Otro caso de desplazamiento forzado es el de Jhanuarya Gómez, directora del medio digital Informativo Antioquia. Tuvo que abandonar el municipio de Segovia, en febrero del año pasado, después de recibir un mensaje de WhatsApp del Ejército Gaitanista de Colombia, conocido como Clan del Golfo. “Plomo es lo que le vamos a dar por lambona”, decía el mensaje donde decían que sabían de sus movimientos y los de su familia. Días antes, Gómez fue abordada por un hombre desconocido, quien le advirtió que dejara de informar sobre asuntos de orden público en el municipio.

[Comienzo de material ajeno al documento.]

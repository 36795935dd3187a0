//! Query options and their validation.
//!
//! Options arrive either typed (built with the [`QueryOptions`] setters) or
//! as a loosely typed JSON object from a `*_args` call. Both end up as a
//! validated [`QueryOptions`] before any driver call is issued.

use serde_json::{Map, Value};

use crate::error::OptionError;

/// Rows per fetch when a cursor is requested without a `fetchSize`.
pub const DEFAULT_FETCH_SIZE: usize = 1;

/// The `cursor` option: a flag or a cursor name.
#[derive(Debug, Clone, PartialEq, Eq)]
pub enum CursorOption {
    Flag(bool),
    Named(String),
}

/// Validated per-call query options.
#[derive(Debug, Clone, Default, PartialEq, Eq)]
pub struct QueryOptions {
    pub cursor: Option<CursorOption>,
    pub fetch_size: Option<usize>,
    /// Query timeout in seconds, passed through to the driver.
    pub timeout: Option<u64>,
    pub initial_buffer_size: Option<usize>,
}

impl QueryOptions {
    pub fn new() -> Self {
        Self::default()
    }

    /// Request a cursor instead of a materialized result.
    pub fn cursor(mut self, enabled: bool) -> Self {
        self.cursor = Some(CursorOption::Flag(enabled));
        self
    }

    /// Request a cursor with the given name.
    pub fn named_cursor(mut self, name: impl Into<String>) -> Self {
        self.cursor = Some(CursorOption::Named(name.into()));
        self
    }

    pub fn fetch_size(mut self, rows: usize) -> Self {
        self.fetch_size = Some(rows);
        self
    }

    pub fn timeout(mut self, seconds: u64) -> Self {
        self.timeout = Some(seconds);
        self
    }

    pub fn initial_buffer_size(mut self, bytes: usize) -> Self {
        self.initial_buffer_size = Some(bytes);
        self
    }

    /// A cursor is produced whenever `cursor` or `fetchSize` is present,
    /// whatever its value.
    pub fn wants_cursor(&self) -> bool {
        self.cursor.is_some() || self.fetch_size.is_some()
    }

    /// Rows per fetch for a cursor opened with these options.
    pub fn effective_fetch_size(&self) -> usize {
        self.fetch_size.unwrap_or(DEFAULT_FETCH_SIZE)
    }

    /// Checks typed options. Setters accept any `usize`, so a zero
    /// `fetch_size` or `initial_buffer_size` is only caught here.
    pub fn validate(&self) -> Result<(), OptionError> {
        if self.fetch_size == Some(0) {
            return Err(positive_integer("fetchSize"));
        }
        if self.initial_buffer_size == Some(0) {
            return Err(positive_integer("initialBufferSize"));
        }
        Ok(())
    }

    /// Parses and validates a JSON options object. Unknown keys are ignored.
    pub fn from_object(object: &Map<String, Value>) -> Result<Self, OptionError> {
        let mut options = QueryOptions::new();

        if let Some(value) = object.get("cursor") {
            options.cursor = Some(match value {
                Value::Bool(b) => CursorOption::Flag(*b),
                Value::String(s) => CursorOption::Named(s.clone()),
                _ => {
                    return Err(OptionError::Type {
                        key: "cursor",
                        expected: "a boolean or a string",
                    })
                }
            });
        }

        if let Some(value) = object.get("fetchSize") {
            let n = positive(value, "fetchSize")?;
            options.fetch_size = Some(n);
        }

        if let Some(value) = object.get("timeout") {
            let n = number(value, "timeout")?;
            let seconds = as_integer(n).filter(|v| *v >= 0).ok_or(OptionError::Range {
                key: "timeout",
                requirement: "a non-negative integer",
            })?;
            options.timeout = Some(seconds as u64);
        }

        if let Some(value) = object.get("initialBufferSize") {
            options.initial_buffer_size = Some(positive(value, "initialBufferSize")?);
        }

        Ok(options)
    }
}

fn number(value: &Value, key: &'static str) -> Result<f64, OptionError> {
    value.as_f64().ok_or(OptionError::Type {
        key,
        expected: "a number",
    })
}

fn positive(value: &Value, key: &'static str) -> Result<usize, OptionError> {
    let n = number(value, key)?;
    as_integer(n)
        .filter(|v| *v > 0)
        .map(|v| v as usize)
        .ok_or_else(|| positive_integer(key))
}

fn positive_integer(key: &'static str) -> OptionError {
    OptionError::Range {
        key,
        requirement: "a positive integer",
    }
}

fn as_integer(n: f64) -> Option<i64> {
    (n.is_finite() && n.fract() == 0.0).then_some(n as i64)
}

En su medio en Facebook, con más de 200 mil seguidores, Gómez había publicado información sobre seguridad y orden público, y sobre operativos contra el Clan del Golfo, señaló en su momento la FLIP, que alertó sobre el caso y recordó que en los últimos seis años la periodista había recibido 12 amenazas por su trabajo. Otro tema complejo en la región está relacionado con las actividades mineras. Por eso hay trabajos que dejó de hacer. “Yo no puedo hacer investigaciones del tema de minería informal (…) Hay muchas partes que no visitamos, a las cuales no ingresamos por miedo”.
En el Nordeste antioqueño, especialmente en Segovia, la seguridad se ha deteriorado, principalmente debido al control que ejerce el Clan del Golfo y a las actividades relacionadas con la minería ilegal. Por ello, la principal preocupación de Gómez es que, a pesar del alto nivel de riesgo y las amenazas que ha denunciado por su trabajo, las autoridades han reducido su esquema de seguridad. Hoy cuenta con dos hombres y un vehículo convencional, y existe la posibilidad de que lo reduzcan aún más, dejándola con un único escolta y sin vehículo.

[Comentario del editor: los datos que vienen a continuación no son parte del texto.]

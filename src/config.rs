//! Connection and pool configuration.

use std::time::Duration;

use serde::{Deserialize, Deserializer};
use serde_json::{Map, Value};

use crate::error::{DbError, Result};

/// Default number of connections opened by [`Pool::init`](crate::Pool::init).
pub const DEFAULT_INITIAL_SIZE: usize = 10;

/// Default ceiling on connections managed by a pool.
pub const DEFAULT_MAX_SIZE: usize = 64;

/// Settings for opening a single connection.
#[derive(Debug, Clone, Default, PartialEq, Eq, Deserialize)]
#[serde(rename_all = "camelCase")]
pub struct ConnectionConfig {
    pub connection_string: String,

    /// Time allowed for a connection attempt, passed to the driver.
    #[serde(default, deserialize_with = "seconds")]
    pub connection_timeout: Option<Duration>,

    /// Time allowed for the login phase, passed to the driver.
    #[serde(default, deserialize_with = "seconds")]
    pub login_timeout: Option<Duration>,
}

impl ConnectionConfig {
    pub fn new(connection_string: impl Into<String>) -> Self {
        Self {
            connection_string: connection_string.into(),
            connection_timeout: None,
            login_timeout: None,
        }
    }

    pub fn connection_timeout(mut self, timeout: Duration) -> Self {
        self.connection_timeout = Some(timeout);
        self
    }

    pub fn login_timeout(mut self, timeout: Duration) -> Self {
        self.login_timeout = Some(timeout);
        self
    }

    /// Parses a config object such as `{"connectionString": "...", "connectionTimeout": 5}`.
    pub fn from_object(object: Map<String, Value>) -> Result<Self> {
        let config: Self = serde_json::from_value(Value::Object(object))
            .map_err(|e| DbError::Configuration(e.to_string()))?;
        config.validate()?;
        Ok(config)
    }

    pub fn validate(&self) -> Result<()> {
        if self.connection_string.trim().is_empty() {
            return Err(DbError::Configuration(
                "connectionString must not be empty".into(),
            ));
        }
        Ok(())
    }
}

impl From<&str> for ConnectionConfig {
    fn from(value: &str) -> Self {
        Self::new(value)
    }
}

impl From<String> for ConnectionConfig {
    fn from(value: String) -> Self {
        Self::new(value)
    }
}

/// Configuration for the connection pool.
#[derive(Debug, Clone, PartialEq, Eq, Deserialize)]
#[serde(rename_all = "camelCase")]
pub struct PoolConfig {
    pub connection_string: String,

    /// Connections opened by `init()`, and the floor kept free when
    /// `shrink` is enabled.
    #[serde(default = "default_initial_size")]
    pub initial_size: usize,

    /// Connections added per growth step. `None` means `initial_size`.
    #[serde(default)]
    pub increment_size: Option<usize>,

    /// Maximum number of connections the pool manages.
    #[serde(default = "default_max_size")]
    pub max_size: usize,

    #[serde(default, deserialize_with = "seconds")]
    pub connection_timeout: Option<Duration>,

    #[serde(default, deserialize_with = "seconds")]
    pub login_timeout: Option<Duration>,

    /// Free connections idle longer than this are closed, down to
    /// `initial_size`. Only applies when `shrink` is enabled.
    #[serde(default, deserialize_with = "seconds")]
    pub idle_timeout: Option<Duration>,

    /// When false, every returned connection is replaced.
    #[serde(default = "default_shrink")]
    pub shrink: bool,
}

fn default_initial_size() -> usize {
    DEFAULT_INITIAL_SIZE
}

fn default_max_size() -> usize {
    DEFAULT_MAX_SIZE
}

fn default_shrink() -> bool {
    true
}

fn seconds<'de, D>(deserializer: D) -> std::result::Result<Option<Duration>, D::Error>
where
    D: Deserializer<'de>,
{
    Ok(Option::<u64>::deserialize(deserializer)?.map(Duration::from_secs))
}

impl PoolConfig {
    /// Create a pool configuration with default sizing.
    pub fn new(connection_string: impl Into<String>) -> Self {
        Self {
            connection_string: connection_string.into(),
            initial_size: DEFAULT_INITIAL_SIZE,
            increment_size: None,
            max_size: DEFAULT_MAX_SIZE,
            connection_timeout: None,
            login_timeout: None,
            idle_timeout: None,
            shrink: true,
        }
    }

    pub fn initial_size(mut self, count: usize) -> Self {
        self.initial_size = count;
        self
    }

    pub fn increment_size(mut self, count: usize) -> Self {
        self.increment_size = Some(count);
        self
    }

    pub fn max_size(mut self, count: usize) -> Self {
        self.max_size = count;
        self
    }

    pub fn connection_timeout(mut self, timeout: Duration) -> Self {
        self.connection_timeout = Some(timeout);
        self
    }

    pub fn login_timeout(mut self, timeout: Duration) -> Self {
        self.login_timeout = Some(timeout);
        self
    }

    pub fn idle_timeout(mut self, timeout: Duration) -> Self {
        self.idle_timeout = Some(timeout);
        self
    }

    pub fn shrink(mut self, enabled: bool) -> Self {
        self.shrink = enabled;
        self
    }

    /// Growth step actually used.
    pub fn effective_increment_size(&self) -> usize {
        self.increment_size.unwrap_or(self.initial_size)
    }

    /// The per-connection settings every pooled connection is opened with.
    pub fn connection(&self) -> ConnectionConfig {
        ConnectionConfig {
            connection_string: self.connection_string.clone(),
            connection_timeout: self.connection_timeout,
            login_timeout: self.login_timeout,
        }
    }

    /// Parses a config object such as `{"connectionString": "...", "initialSize": 4}`.
    pub fn from_object(object: Map<String, Value>) -> Result<Self> {
        let config: Self = serde_json::from_value(Value::Object(object))
            .map_err(|e| DbError::Configuration(e.to_string()))?;
        config.validate()?;
        Ok(config)
    }

    /// Validate the configuration.
    pub fn validate(&self) -> Result<()> {
        if self.connection_string.trim().is_empty() {
            return Err(DbError::Configuration(
                "connectionString must not be empty".into(),
            ));
        }
        if self.max_size == 0 {
            return Err(DbError::Configuration(
                "maxSize must be greater than 0".into(),
            ));
        }
        if self.initial_size > self.max_size {
            return Err(DbError::Configuration(
                "initialSize cannot be greater than maxSize".into(),
            ));
        }
        if self.effective_increment_size() == 0 {
            return Err(DbError::Configuration(
                "incrementSize must be greater than 0".into(),
            ));
        }
        Ok(())
    }
}

impl Default for PoolConfig {
    fn default() -> Self {
        Self::new(String::new())
    }
}

impl From<&str> for PoolConfig {
    fn from(value: &str) -> Self {
        Self::new(value)
    }
}

impl From<String> for PoolConfig {
    fn from(value: String) -> Self {
        Self::new(value)
    }
}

“Me preocupa y no entiendo la forma cómo estudian en el CERREM (el Comité de Evaluación de Riesgo y Recomendación de Medidas), porque mientras más riesgo antes me están bajando más el esquema”, dice angustiada por teléfono luego de salir de citas médicas porque padece varias enfermedades, incluidas unas que se agravan con el estrés, como la tensión arterial alta y riesgos de accidentes cerebrovasculares. El último lo sufrió a inicios de este mes.
“Soy la única persona que ejerce el periodismo en esa región, en esa subregión, que son diez pueblos. Yo no entiendo cómo pretenden ellos [las autoridades] que yo me mueva”, reclama.
Cuando salió en febrero del año pasado Gómez permaneció un mes fuera de Segovia, pero tuvo que volver porque no contaba con los recursos suficientes para mantenerse lejos y debía cumplir con compromisos de la única pauta publicitaria que le quedaba como fuente de ingresos. “Todos los clientes se fueron retirando por no tener nada que ver conmigo, para no exponerse”, se lamenta.
Todas las fuentes consultadas para este reportaje coinciden en que la vida y la salud mental de los periodistas se han visto afectadas, que los mecanismos de protección del Estado —cuando se implementan— son insuficientes, que incluso algunas autoridades ignoran o minimizan las denuncias, y que reina la impunidad. En muchos lugares, simplemente, no existen garantías, lo que obliga a los periodistas a silenciarse, a no hablar de ciertos temas o a huir para salvar la vida.
Y la situación se agrava porque “este escenario de violencia contra periodistas ocurre en simultáneo a un escenario de narrativas en contra del periodismo”, explica Bock. Desde el presidente hasta las autoridades locales usan discursos para deslegitimar el trabajo de la prensa. “Tú no puedes decir: ‘tenemos que proteger a los periodistas y al mismo tiempo que la prensa miente, que está detrás de un golpe blando y de todos los problemas del país, porque eso de alguna manera crea un ambiente y permite que amenazar un periodista sea más fácil”, apunta.